Brief: Please output the entries below without altering a single character.

Supplied data:
• • • • • • •

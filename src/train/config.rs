//! Training configuration and schedules
//!
//! Hyperparameters for the inner training loop, plus the per-batch decay
//! schedules derived from them: the clip epsilon
//! `ε(b) = ε_base + w(b)·ε_dec` and the entropy coefficient `0.1 + w(b)`,
//! where `w(b) = (1 - b/num_batches)²` shrinks over the run.

use anyhow::{bail, Result};
use serde::{Deserialize, Serialize};

use crate::rollout::AdvantageKind;

/// Which policy-gradient variant to train with.
#[derive(Debug, Clone, Copy, PartialEq, Eq, Serialize, Deserialize)]
pub enum Algorithm {
    /// Vanilla REINFORCE with Monte-Carlo advantages
    Reinforce,

    /// Advantage actor-critic with one-step TD-residual advantages
    A2c,

    /// Clipped-surrogate PPO with an old-policy snapshot
    Ppo,
}

/// Reduction convention applied uniformly to every loss term.
#[derive(Debug, Clone, Copy, PartialEq, Eq, Serialize, Deserialize)]
pub enum Reduction {
    /// Sum over the minibatch
    Sum,

    /// Mean over the minibatch
    Mean,
}

/// Hyperparameters for one inner training run.
#[derive(Debug, Clone, Serialize, Deserialize)]
pub struct TrainConfig {
    /// Training variant
    pub algorithm: Algorithm,

    /// Adam learning rate
    pub learning_rate: f64,

    /// Discount factor λ
    pub lam: f64,

    /// Number of outer batches (gradient-update cycles)
    pub num_batches: usize,

    /// Parallel trajectories per outer batch
    pub batch_size: usize,

    /// Equal-size contiguous minibatch slices per outer batch
    pub num_mini_batches: usize,

    /// Maximum steps per episode
    pub horizon: usize,

    /// Enable the critic baseline and its regression loss
    pub use_critic: bool,

    /// Enable the entropy bonus
    pub use_entropy: bool,

    /// Normalize pooled advantages per outer batch
    pub normalize_advantages: bool,

    /// Shuffle the pooled batch before slicing minibatches
    pub shuffle_minibatches: bool,

    /// Clip the gradient norm to `max_grad_norm` before each step
    pub gradient_clipping: bool,

    /// Gradient-norm bound used when clipping is enabled
    pub max_grad_norm: f64,

    /// Base PPO clip epsilon
    pub ppo_base_epsilon: f64,

    /// Decaying component of the clip epsilon
    pub ppo_dec_epsilon: f64,

    /// Loss reduction convention
    pub reduction: Reduction,

    /// Seed for policy initialization and rollout sampling
    pub seed: u64,
}

impl Default for TrainConfig {
    fn default() -> Self {
        Self {
            algorithm: Algorithm::Ppo,
            learning_rate: 3e-4,
            lam: 0.9,
            num_batches: 100,
            batch_size: 10,
            num_mini_batches: 2,
            horizon: 100,
            use_critic: true,
            use_entropy: true,
            normalize_advantages: true,
            shuffle_minibatches: true,
            gradient_clipping: false,
            max_grad_norm: 0.5,
            ppo_base_epsilon: 0.2,
            ppo_dec_epsilon: 0.0,
            reduction: Reduction::Mean,
            seed: 1,
        }
    }
}

impl TrainConfig {
    /// Default configuration.
    pub fn new() -> Self {
        Self::default()
    }

    /// Validate hyperparameter ranges.
    pub fn validate(&self) -> Result<()> {
        if self.learning_rate <= 0.0 {
            bail!("learning_rate must be positive");
        }
        if !(0.0..=1.0).contains(&self.lam) {
            bail!("lam must be in [0, 1]");
        }
        if self.num_batches == 0 {
            bail!("num_batches must be positive");
        }
        if self.batch_size == 0 {
            bail!("batch_size must be positive");
        }
        if self.num_mini_batches == 0 {
            bail!("num_mini_batches must be positive");
        }
        if self.horizon == 0 {
            bail!("horizon must be positive");
        }
        if self.ppo_base_epsilon <= 0.0 && self.algorithm == Algorithm::Ppo {
            bail!("ppo_base_epsilon must be positive for PPO");
        }
        if self.ppo_dec_epsilon < 0.0 {
            bail!("ppo_dec_epsilon must be non-negative");
        }
        if self.max_grad_norm <= 0.0 {
            bail!("max_grad_norm must be positive");
        }
        Ok(())
    }

    /// Whether the importance-weighted clipped surrogate is in use.
    pub fn is_ppo(&self) -> bool {
        self.algorithm == Algorithm::Ppo
    }

    /// Advantage baseline implied by the algorithm.
    pub fn advantage_kind(&self) -> AdvantageKind {
        match self.algorithm {
            Algorithm::A2c => AdvantageKind::TdResidual,
            Algorithm::Reinforce | Algorithm::Ppo => AdvantageKind::MonteCarlo,
        }
    }

    /// Decay weight `w(b) = (1 - b/num_batches)²` for outer batch `b`.
    pub fn batch_weight(&self, batch: usize) -> f64 {
        (1.0 - batch as f64 / self.num_batches as f64).powi(2)
    }

    /// Clip epsilon for outer batch `b`.
    pub fn clip_epsilon(&self, batch: usize) -> f64 {
        self.ppo_base_epsilon + self.batch_weight(batch) * self.ppo_dec_epsilon
    }

    /// Entropy-bonus coefficient for outer batch `b`.
    pub fn entropy_coefficient(&self, batch: usize) -> f64 {
        0.1 + self.batch_weight(batch)
    }

    /// Set the training variant.
    pub fn algorithm(mut self, algorithm: Algorithm) -> Self {
        self.algorithm = algorithm;
        self
    }

    /// Set the learning rate.
    pub fn learning_rate(mut self, lr: f64) -> Self {
        self.learning_rate = lr;
        self
    }

    /// Set the discount factor.
    pub fn lam(mut self, lam: f64) -> Self {
        self.lam = lam;
        self
    }

    /// Set the number of outer batches.
    pub fn num_batches(mut self, n: usize) -> Self {
        self.num_batches = n;
        self
    }

    /// Set the number of parallel trajectories per outer batch.
    pub fn batch_size(mut self, n: usize) -> Self {
        self.batch_size = n;
        self
    }

    /// Set the number of minibatch slices.
    pub fn num_mini_batches(mut self, n: usize) -> Self {
        self.num_mini_batches = n;
        self
    }

    /// Set the episode horizon.
    pub fn horizon(mut self, horizon: usize) -> Self {
        self.horizon = horizon;
        self
    }

    /// Enable or disable the critic baseline.
    pub fn use_critic(mut self, enabled: bool) -> Self {
        self.use_critic = enabled;
        self
    }

    /// Enable or disable the entropy bonus.
    pub fn use_entropy(mut self, enabled: bool) -> Self {
        self.use_entropy = enabled;
        self
    }

    /// Enable or disable pooled advantage normalization.
    pub fn normalize_advantages(mut self, enabled: bool) -> Self {
        self.normalize_advantages = enabled;
        self
    }

    /// Enable or disable minibatch shuffling.
    pub fn shuffle_minibatches(mut self, enabled: bool) -> Self {
        self.shuffle_minibatches = enabled;
        self
    }

    /// Enable or disable gradient-norm clipping.
    pub fn gradient_clipping(mut self, enabled: bool) -> Self {
        self.gradient_clipping = enabled;
        self
    }

    /// Set the clip epsilon schedule.
    pub fn ppo_epsilon(mut self, base: f64, dec: f64) -> Self {
        self.ppo_base_epsilon = base;
        self.ppo_dec_epsilon = dec;
        self
    }

    /// Set the loss reduction convention.
    pub fn reduction(mut self, reduction: Reduction) -> Self {
        self.reduction = reduction;
        self
    }

    /// Set the seed.
    pub fn seed(mut self, seed: u64) -> Self {
        self.seed = seed;
        self
    }
}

• • • • • • •

Finished exercise:
filename src/train/config.rs
//! Training configuration and schedules
//!
//! Hyperparameters for the inner training loop, plus the per-batch decay
//! schedules derived from them: the clip epsilon
//! `ε(b) = ε_base + w(b)·ε_dec` and the entropy coefficient `0.1 + w(b)`,
//! where `w(b) = (1 - b/num_batches)²` shrinks over the run.

use anyhow::{bail, Result};
use serde::{Deserialize, Serialize};

use crate::rollout::AdvantageKind;

/// Which policy-gradient variant to train with.
#[derive(Debug, Clone, Copy, PartialEq, Eq, Serialize, Deserialize)]
pub enum Algorithm {
    /// Vanilla REINFORCE with Monte-Carlo advantages
    Reinforce,

    /// Advantage actor-critic with one-step TD-residual advantages
    A2c,

    /// Clipped-surrogate PPO with an old-policy snapshot
    Ppo,
}

/// Reduction convention applied uniformly to every loss term.
#[derive(Debug, Clone, Copy, PartialEq, Eq, Serialize, Deserialize)]
pub enum Reduction {
    /// Sum over the minibatch
    Sum,

    /// Mean over the minibatch
    Mean,
}

/// Hyperparameters for one inner training run.
#[derive(Debug, Clone, Serialize, Deserialize)]
pub struct TrainConfig {
    /// Training variant
    pub algorithm: Algorithm,

    /// Adam learning rate
    pub learning_rate: f64,

    /// Discount factor λ
    pub lam: f64,

    /// Number of outer batches (gradient-update cycles)
    pub num_batches: usize,

    /// Parallel trajectories per outer batch
    pub batch_size: usize,

    /// Equal-size contiguous minibatch slices per outer batch
    pub num_mini_batches: usize,

    /// Maximum steps per episode
    pub horizon: usize,

    /// Enable the critic baseline and its regression loss
    pub use_critic: bool,

    /// Enable the entropy bonus
    pub use_entropy: bool,

    /// Normalize pooled advantages per outer batch
    pub normalize_advantages: bool,

    /// Shuffle the pooled batch before slicing minibatches
    pub shuffle_minibatches: bool,

    /// Clip the gradient norm to `max_grad_norm` before each step
    pub gradient_clipping: bool,

    /// Gradient-norm bound used when clipping is enabled
    pub max_grad_norm: f64,

    /// Base PPO clip epsilon
    pub ppo_base_epsilon: f64,

    /// Decaying component of the clip epsilon
    pub ppo_dec_epsilon: f64,

    /// Loss reduction convention
    pub reduction: Reduction,

    /// Seed for policy initialization and rollout sampling
    pub seed: u64,
}

impl Default for TrainConfig {
    fn default() -> Self {
        Self {
            algorithm: Algorithm::Ppo,
            learning_rate: 3e-4,
            lam: 0.9,
            num_batches: 100,
            batch_size: 10,
            num_mini_batches: 2,
            horizon: 100,
            use_critic: true,
            use_entropy: true,
            normalize_advantages: true,
            shuffle_minibatches: true,
            gradient_clipping: false,
            max_grad_norm: 0.5,
            ppo_base_epsilon: 0.2,
            ppo_dec_epsilon: 0.0,
            reduction: Reduction::Mean,
            seed: 1,
        }
    }
}

impl TrainConfig {
    /// Default configuration.
    pub fn new() -> Self {
        Self::default()
    }

    /// Validate hyperparameter ranges.
    pub fn validate(&self) -> Result<()> {
        if self.learning_rate <= 0.0 {
            bail!("learning_rate must be positive");
        }
        if !(0.0..=1.0).contains(&self.lam) {
            bail!("lam must be in [0, 1]");
        }
        if self.num_batches == 0 {
            bail!("num_batches must be positive");
        }
        if self.batch_size == 0 {
            bail!("batch_size must be positive");
        }
        if self.num_mini_batches == 0 {
            bail!("num_mini_batches must be positive");
        }
        if self.horizon == 0 {
            bail!("horizon must be positive");
        }
        if self.ppo_base_epsilon <= 0.0 && self.algorithm == Algorithm::Ppo {
            bail!("ppo_base_epsilon must be positive for PPO");
        }
        if self.ppo_dec_epsilon < 0.0 {
            bail!("ppo_dec_epsilon must be non-negative");
        }
        if self.max_grad_norm <= 0.0 {
            bail!("max_grad_norm must be positive");
        }
        Ok(())
    }

    /// Whether the importance-weighted clipped surrogate is in use.
    pub fn is_ppo(&self) -> bool {
        self.algorithm == Algorithm::Ppo
    }

    /// Advantage baseline implied by the algorithm.
    pub fn advantage_kind(&self) -> AdvantageKind {
        match self.algorithm {
            Algorithm::A2c => AdvantageKind::TdResidual,
            Algorithm::Reinforce | Algorithm::Ppo => AdvantageKind::MonteCarlo,
        }
    }

    /// Decay weight `w(b) = (1 - b/num_batches)²` for outer batch `b`.
    pub fn batch_weight(&self, batch: usize) -> f64 {
        (1.0 - batch as f64 / self.num_batches as f64).powi(2)
    }

    /// Clip epsilon for outer batch `b`.
    pub fn clip_epsilon(&self, batch: usize) -> f64 {
        self.ppo_base_epsilon + self.batch_weight(batch) * self.ppo_dec_epsilon
    }

    /// Entropy-bonus coefficient for outer batch `b`.
    pub fn entropy_coefficient(&self, batch: usize) -> f64 {
        0.1 + self.batch_weight(batch)
    }

    /// Set the training variant.
    pub fn algorithm(mut self, algorithm: Algorithm) -> Self {
        self.algorithm = algorithm;
        self
    }

    /// Set the learning rate.
    pub fn learning_rate(mut self, lr: f64) -> Self {
        self.learning_rate = lr;
        self
    }

    /// Set the discount factor.
    pub fn lam(mut self, lam: f64) -> Self {
        self.lam = lam;
        self
    }

    /// Set the number of outer batches.
    pub fn num_batches(mut self, n: usize) -> Self {
        self.num_batches = n;
        self
    }

    /// Set the number of parallel trajectories per outer batch.
    pub fn batch_size(mut self, n: usize) -> Self {
        self.batch_size = n;
        self
    }

    /// Set the number of minibatch slices.
    pub fn num_mini_batches(mut self, n: usize) -> Self {
        self.num_mini_batches = n;
        self
    }

    /// Set the episode horizon.
    pub fn horizon(mut self, horizon: usize) -> Self {
        self.horizon = horizon;
        self
    }

    /// Enable or disable the critic baseline.
    pub fn use_critic(mut self, enabled: bool) -> Self {
        self.use_critic = enabled;
        self
    }

    /// Enable or disable the entropy bonus.
    pub fn use_entropy(mut self, enabled: bool) -> Self {
        self.use_entropy = enabled;
        self
    }

    /// Enable or disable pooled advantage normalization.
    pub fn normalize_advantages(mut self, enabled: bool) -> Self {
        self.normalize_advantages = enabled;
        self
    }

    /// Enable or disable minibatch shuffling.
    pub fn shuffle_minibatches(mut self, enabled: bool) -> Self {
        self.shuffle_minibatches = enabled;
        self
    }

    /// Enable or disable gradient-norm clipping.
    pub fn gradient_clipping(mut self, enabled: bool) -> Self {
        self.gradient_clipping = enabled;
        self
    }

    /// Set the clip epsilon schedule.
    pub fn ppo_epsilon(mut self, base: f64, dec: f64) -> Self {
        self.ppo_base_epsilon = base;
        self.ppo_dec_epsilon = dec;
        self
    }

    /// Set the loss reduction convention.
    pub fn reduction(mut self, reduction: Reduction) -> Self {
        self.reduction = reduction;
        self
    }

    /// Set the seed.
    pub fn seed(mut self, seed: u64) -> Self {
        self.seed = seed;
        self
    }
}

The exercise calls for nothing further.